Brett P. Monia, Ph.D., Chief Executive Officer of Ionis Pharmaceuticals, emphasized the significance of this milestone:
“Today’s approval of WAINZUA in Europe offers adults with hereditary transthyretin-mediated amyloidosis with polyneuropathy a new, self-administered treatment option that provides consistent suppression of transthyretin production and improves neuropathy impairment and quality of life. With approvals in North America, the UK, and now across the EU, we are proud of the continued progress as we and our partner, AstraZeneca, rapidly and effectively deliver WAINZUA to people around the world.”

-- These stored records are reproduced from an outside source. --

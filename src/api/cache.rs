use async_trait::async_trait;
use dashmap::DashMap;
use serde_json::Value;
use std::{
    sync::{
        atomic::{AtomicUsize, Ordering},
        Arc,
    },
    time::Duration,
};
use tokio::time::Instant;
use tracing::trace;

/// Every this many insertions, [`MemoryCache`] sweeps out all expired entries.
pub const PURGE_INTERVAL: usize = 64;

/// Identifies one cached response.
///
/// The body is the full serialized envelope, so any difference in method,
/// parameters, locale or token yields a different key.
#[derive(Debug, Clone, PartialEq, Eq, Hash)]
pub struct CacheKey {
    pub namespace: &'static str,
    pub prefix: String,
    pub body: String,
}

impl CacheKey {
    pub fn derive(prefix: &str, body: &str) -> Self {
        Self {
            namespace: std::any::type_name::<super::DirectClient>(),
            prefix: prefix.to_string(),
            body: body.to_string(),
        }
    }
}

/// A key/value store with per-entry expiry.
///
/// Implementations are expected to make `get` and `set` individually atomic.
/// A miss is `None`; a stored `null` is `Some(Value::Null)`.
#[async_trait]
pub trait CacheStore: Send + Sync {
    async fn get(&self, key: &CacheKey) -> Option<Value>;
    async fn set(&self, key: CacheKey, value: Value, ttl: Duration);
}

#[derive(Debug)]
struct CacheEntry {
    value: Value,
    expires_at: Instant,
}

/// An in-process [`CacheStore`].
///
/// Clones share the same entries. An expired entry is dropped when it is
/// looked up, and every [`PURGE_INTERVAL`] insertions all expired entries are
/// swept, so keys that are never requested again don't pile up.
#[derive(Debug, Clone, Default)]
pub struct MemoryCache {
    entries: Arc<DashMap<CacheKey, CacheEntry>>,
    insertions: Arc<AtomicUsize>,
}

impl MemoryCache {
    pub fn new() -> Self {
        Self::default()
    }

    pub fn len(&self) -> usize {
        self.entries.len()
    }

    pub fn is_empty(&self) -> bool {
        self.entries.is_empty()
    }

    pub fn purge_expired(&self) {
        let now = Instant::now();
        let before = self.entries.len();
        self.entries.retain(|_, entry| entry.expires_at > now);
        let purged = before.saturating_sub(self.entries.len());
        trace!(purged, "purged expired cache entries");
    }
}

#[async_trait]
impl CacheStore for MemoryCache {
    async fn get(&self, key: &CacheKey) -> Option<Value> {
        let now = Instant::now();
        if let Some(entry) = self.entries.get(key) {
            if entry.expires_at > now {
                return Some(entry.value.clone());
            }
        }

        // Our shard guard must be released before removing.
        self.entries
            .remove_if(key, |_, entry| entry.expires_at <= now);
        None
    }

    async fn set(&self, key: CacheKey, value: Value, ttl: Duration) {
        let inserted = self.insertions.fetch_add(1, Ordering::Relaxed) + 1;
        if inserted % PURGE_INTERVAL == 0 {
            self.purge_expired();
        }

        let expires_at = Instant::now() + ttl;
        self.entries.insert(key, CacheEntry { value, expires_at });
    }
}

Collaboration Between Ionis and AstraZeneca
The development and commercialization of WAINZUA are the result of a strategic collaboration between Ionis Pharmaceuticals and AstraZeneca. Under the terms of their global agreement, the two companies are jointly responsible for developing and marketing WAINUA in the United States. Meanwhile, AstraZeneca holds exclusive commercialization and development rights in all other regions worldwide.
This partnership enables a streamlined approach to bringing WAINZUA to market in multiple regions, ensuring that patients in need have access to this groundbreaking therapy as swiftly as possible. AstraZeneca’s global reach and expertise in commercializing innovative therapies further bolster the potential success of WAINZUA on an international scale.
Future Outlook and Ongoing Regulatory Submissions
Following this EU approval, AstraZeneca and Ionis plan to continue their efforts to secure regulatory approvals in additional regions where unmet medical needs for ATTRv-PN persist. The companies have already initiated applications for market authorization in several other countries, with regulatory reviews ongoing.
Moreover, research and development efforts remain a priority, as Ionis and AstraZeneca explore additional potential applications for WAINZUA beyond ATTRv-PN. Given the drug’s ability to reduce TTR protein levels effectively, it may have therapeutic implications for other forms of transthyretin-mediated amyloidosis (ATTR), including cardiomyopathy-associated variants (ATTR-CM), which affect the heart.